Differences in experience

The significant difference in diagnostic accuracy between the two radiologists may be attributable to variations in observer perception and interpretation on the basis of ultrasound features, according to the researchers.

"Inexperienced or nonspecialist radiologists may overestimate their knowledge and experience, making decisions on the basis of a limited number of conspicuous features," they wrote. "In addition, they may fail to consider all of the features systematically."

However, machine-learning algorithms have the capability to "consistently and comprehensively merge all of the variables and readily adjust in the context of noisy data," according to the group.

"Therefore, a classifier model based on a machine-learning algorithm could potentially facilitate decision-making and case education for inexperienced radiologists, which is consistent with the conclusion of a previous study [in the literature]," they wrote.
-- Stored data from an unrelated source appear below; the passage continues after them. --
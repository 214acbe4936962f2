//! `xqd_kv_store_open` / `xqd_kv_*`: KV store lookup/insert/delete (§4.9). Opening a store by
//! name resolves a handle into `opened_kv_stores`, mirroring the open/operate shape the
//! dictionary, config-store, and secret-store ABI groups use (`abi::store`). Modeled as
//! `Wait`-style blocking completion at the protocol level, but since the store is in-process the
//! completion is always immediate (§4.9), so these are plain synchronous host functions.

use wasmtime::{Caller, Linker};
use xqd_shared::XqdStatus;

use crate::handle::Handle;
use crate::instance::InstanceState;
use crate::kv_store::InsertMode;
use crate::memory::GuestMemory;

pub fn link(linker: &mut Linker<InstanceState>) -> anyhow::Result<()> {
    linker.func_wrap(
        "env",
        "xqd_kv_store_open",
        |mut caller: Caller<'_, InstanceState>, name_ptr: u32, name_len: u32, handle_out: u32| {
            let mut mem = match GuestMemory::new(&mut caller) {
                Ok(m) => m,
                Err(_) => return XqdStatus::ERROR.code,
            };
            let name = match mem.read_string_lossy(name_ptr, name_len) {
                Ok(s) => s,
                Err(_) => return XqdStatus::ERROR.code,
            };
            let store = match caller.data().registry.kv_stores.get(&name) {
                Some(s) => s.clone(),
                None => return XqdStatus::NONE.code,
            };
            let handle = caller.data_mut().opened_kv_stores.insert(store);
            let mut mem = match GuestMemory::new(&mut caller) {
                Ok(m) => m,
                Err(_) => return XqdStatus::ERROR.code,
            };
            match mem.write_u32(handle_out, handle.as_u32()) {
                Ok(()) => XqdStatus::OK.code,
                Err(_) => XqdStatus::ERROR.code,
            }
        },
    )?;

    linker.func_wrap(
        "env",
        "xqd_kv_lookup",
        |mut caller: Caller<'_, InstanceState>,
         store_handle: u32,
         key_ptr: u32,
         key_len: u32,
         buf_ptr: u32,
         buf_len: u32,
         metadata_buf_ptr: u32,
         metadata_max_len: u32,
         generation_out: u32,
         metadata_nwritten_out: u32,
         nwritten_out: u32| {
            let mut mem = match GuestMemory::new(&mut caller) {
                Ok(m) => m,
                Err(_) => return XqdStatus::ERROR.code,
            };
            let key = match mem.read_string_lossy(key_ptr, key_len) {
                Ok(s) => s,
                Err(_) => return XqdStatus::ERROR.code,
            };

            let store = match caller.data().opened_kv_stores.get(Handle::from_u32(store_handle)) {
                Some(s) => s.clone(),
                None => return XqdStatus::INVALID_HANDLE.code,
            };
            let value = match store.lookup(&key) {
                Some(v) => v,
                None => return XqdStatus::NONE.code,
            };
            if (value.body.len() as u32) > buf_len || (value.metadata.len() as u32) > metadata_max_len {
                let mut mem = match GuestMemory::new(&mut caller) {
                    Ok(m) => m,
                    Err(_) => return XqdStatus::ERROR.code,
                };
                let _ = mem.write_u32(nwritten_out, value.body.len() as u32);
                let _ = mem.write_u32(metadata_nwritten_out, value.metadata.len() as u32);
                return XqdStatus::BUFFER_LENGTH.code;
            }
            let mut mem = match GuestMemory::new(&mut caller) {
                Ok(m) => m,
                Err(_) => return XqdStatus::ERROR.code,
            };
            if mem.write_bytes(buf_ptr, &value.body).is_err() {
                return XqdStatus::ERROR.code;
            }
            if mem.write_bytes(metadata_buf_ptr, value.metadata.as_bytes()).is_err() {
                return XqdStatus::ERROR.code;
            }
            if mem.write_u64(generation_out, value.generation).is_err() {
                return XqdStatus::ERROR.code;
            }
            if mem.write_u32(metadata_nwritten_out, value.metadata.len() as u32).is_err() {
                return XqdStatus::ERROR.code;
            }
            match mem.write_u32(nwritten_out, value.body.len() as u32) {
                Ok(()) => XqdStatus::OK.code,
                Err(_) => XqdStatus::ERROR.code,
            }
        },
    )?;

    linker.func_wrap(
        "env",
        "xqd_kv_insert",
        |mut caller: Caller<'_, InstanceState>,
         store_handle: u32,
         key_ptr: u32,
         key_len: u32,
         body_ptr: u32,
         body_len: u32,
         metadata_ptr: u32,
         metadata_len: u32,
         ttl_ns: u64,
         mode: u32,
         if_generation_match: u64,
         generation_out: u32| {
            let mut mem = match GuestMemory::new(&mut caller) {
                Ok(m) => m,
                Err(_) => return XqdStatus::ERROR.code,
            };
            let key = match mem.read_string_lossy(key_ptr, key_len) {
                Ok(s) => s,
                Err(_) => return XqdStatus::ERROR.code,
            };
            let body = match mem.read_bytes(body_ptr, body_len) {
                Ok(b) => b,
                Err(_) => return XqdStatus::ERROR.code,
            };
            let metadata = if metadata_len > 0 {
                match mem.read_string_lossy(metadata_ptr, metadata_len) {
                    Ok(s) => s,
                    Err(_) => return XqdStatus::ERROR.code,
                }
            } else {
                String::new()
            };

            let store = match caller.data().opened_kv_stores.get(Handle::from_u32(store_handle)) {
                Some(s) => s.clone(),
                None => return XqdStatus::INVALID_HANDLE.code,
            };
            let mode = match mode {
                0 => InsertMode::Overwrite,
                1 => InsertMode::Add,
                2 => InsertMode::Append,
                3 => InsertMode::Prepend,
                _ => return XqdStatus::INVALID_ARGUMENT.code,
            };
            let ttl = if ttl_ns > 0 { Some(std::time::Duration::from_nanos(ttl_ns)) } else { None };
            let if_generation_match = if if_generation_match > 0 { Some(if_generation_match) } else { None };
            let generation = match store.insert(&key, body, metadata, ttl, mode, if_generation_match) {
                Ok(generation) => generation,
                Err(xqd_shared::KvError::PreconditionFailed) => return XqdStatus::INVALID_ARGUMENT.code,
                Err(xqd_shared::KvError::BadRequest) => return XqdStatus::INVALID_ARGUMENT.code,
                Err(_) => return XqdStatus::ERROR.code,
            };
            let mut mem = match GuestMemory::new(&mut caller) {
                Ok(m) => m,
                Err(_) => return XqdStatus::ERROR.code,
            };
            match mem.write_u64(generation_out, generation) {
                Ok(()) => XqdStatus::OK.code,
                Err(_) => XqdStatus::ERROR.code,
            }
        },
    )?;

    linker.func_wrap(
        "env",
        "xqd_kv_delete",
        |mut caller: Caller<'_, InstanceState>, store_handle: u32, key_ptr: u32, key_len: u32| {
            let mut mem = match GuestMemory::new(&mut caller) {
                Ok(m) => m,
                Err(_) => return XqdStatus::ERROR.code,
            };
            let key = match mem.read_string_lossy(key_ptr, key_len) {
                Ok(s) => s,
                Err(_) => return XqdStatus::ERROR.code,
            };
            match caller.data().opened_kv_stores.get(Handle::from_u32(store_handle)) {
                Some(store) => {
                    store.delete(&key);
                    XqdStatus::OK.code
                }
                None => XqdStatus::INVALID_HANDLE.code,
            }
        },
    )?;

    linker.func_wrap(
        "env",
        "xqd_kv_list",
        |mut caller: Caller<'_, InstanceState>,
         store_handle: u32,
         prefix_ptr: u32,
         prefix_len: u32,
         cursor_ptr: u32,
         cursor_len: u32,
         limit: u32,
         buf_ptr: u32,
         buf_len: u32,
         next_cursor_buf_ptr: u32,
         next_cursor_max_len: u32,
         next_cursor_nwritten_out: u32,
         nwritten_out: u32| {
            let mut mem = match GuestMemory::new(&mut caller) {
                Ok(m) => m,
                Err(_) => return XqdStatus::ERROR.code,
            };
            let prefix = match mem.read_string_lossy(prefix_ptr, prefix_len) {
                Ok(s) => s,
                Err(_) => return XqdStatus::ERROR.code,
            };
            let cursor = if cursor_len > 0 {
                match mem.read_string_lossy(cursor_ptr, cursor_len) {
                    Ok(s) => Some(s),
                    Err(_) => return XqdStatus::ERROR.code,
                }
            } else {
                None
            };
            let store = match caller.data().opened_kv_stores.get(Handle::from_u32(store_handle)) {
                Some(s) => s.clone(),
                None => return XqdStatus::INVALID_HANDLE.code,
            };
            let limit = if limit > 0 { Some(limit as usize) } else { None };
            let (keys, next_cursor) = match store.list(&prefix, limit, cursor.as_deref()) {
                Ok(r) => r,
                Err(_) => return XqdStatus::INVALID_ARGUMENT.code,
            };
            let joined = keys.join("\n");
            let next_cursor = next_cursor.unwrap_or_default();
            if (joined.len() as u32) > buf_len || (next_cursor.len() as u32) > next_cursor_max_len {
                let mut mem = match GuestMemory::new(&mut caller) {
                    Ok(m) => m,
                    Err(_) => return XqdStatus::ERROR.code,
                };
                let _ = mem.write_u32(nwritten_out, joined.len() as u32);
                let _ = mem.write_u32(next_cursor_nwritten_out, next_cursor.len() as u32);
                return XqdStatus::BUFFER_LENGTH.code;
            }
            let mut mem = match GuestMemory::new(&mut caller) {
                Ok(m) => m,
                Err(_) => return XqdStatus::ERROR.code,
            };
            if mem.write_bytes(buf_ptr, joined.as_bytes()).is_err() {
                return XqdStatus::ERROR.code;
            }
            if mem.write_bytes(next_cursor_buf_ptr, next_cursor.as_bytes()).is_err() {
                return XqdStatus::ERROR.code;
            }
            if mem.write_u32(next_cursor_nwritten_out, next_cursor.len() as u32).is_err() {
                return XqdStatus::ERROR.code;
            }
            match mem.write_u32(nwritten_out, joined.len() as u32) {
                Ok(()) => XqdStatus::OK.code,
                Err(_) => XqdStatus::ERROR.code,
            }
        },
    )?;

    Ok(())
}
The researchers acknowledged a number of limitations to their study, including its use of a selected preoperative population with a relatively high malignancy rate. It also relied on a retrospective review of still images rather than using ultrasound images in real-time.

"Further studies are needed to evaluate the validity and interobserver consistency for the classifier models based on machine-learning algorithms," they wrote.

The researchers noted that they have begun preliminary work on building a visual interface for the algorithms.

"By inputting the ultrasound features given by an experienced radiologist, a malignancy risk estimation system for thyroid nodule based on the developed classifier model will provide a real-time calculation of the probability of malignancy, which will play a valuable role for management decision in clinical practice," they wrote.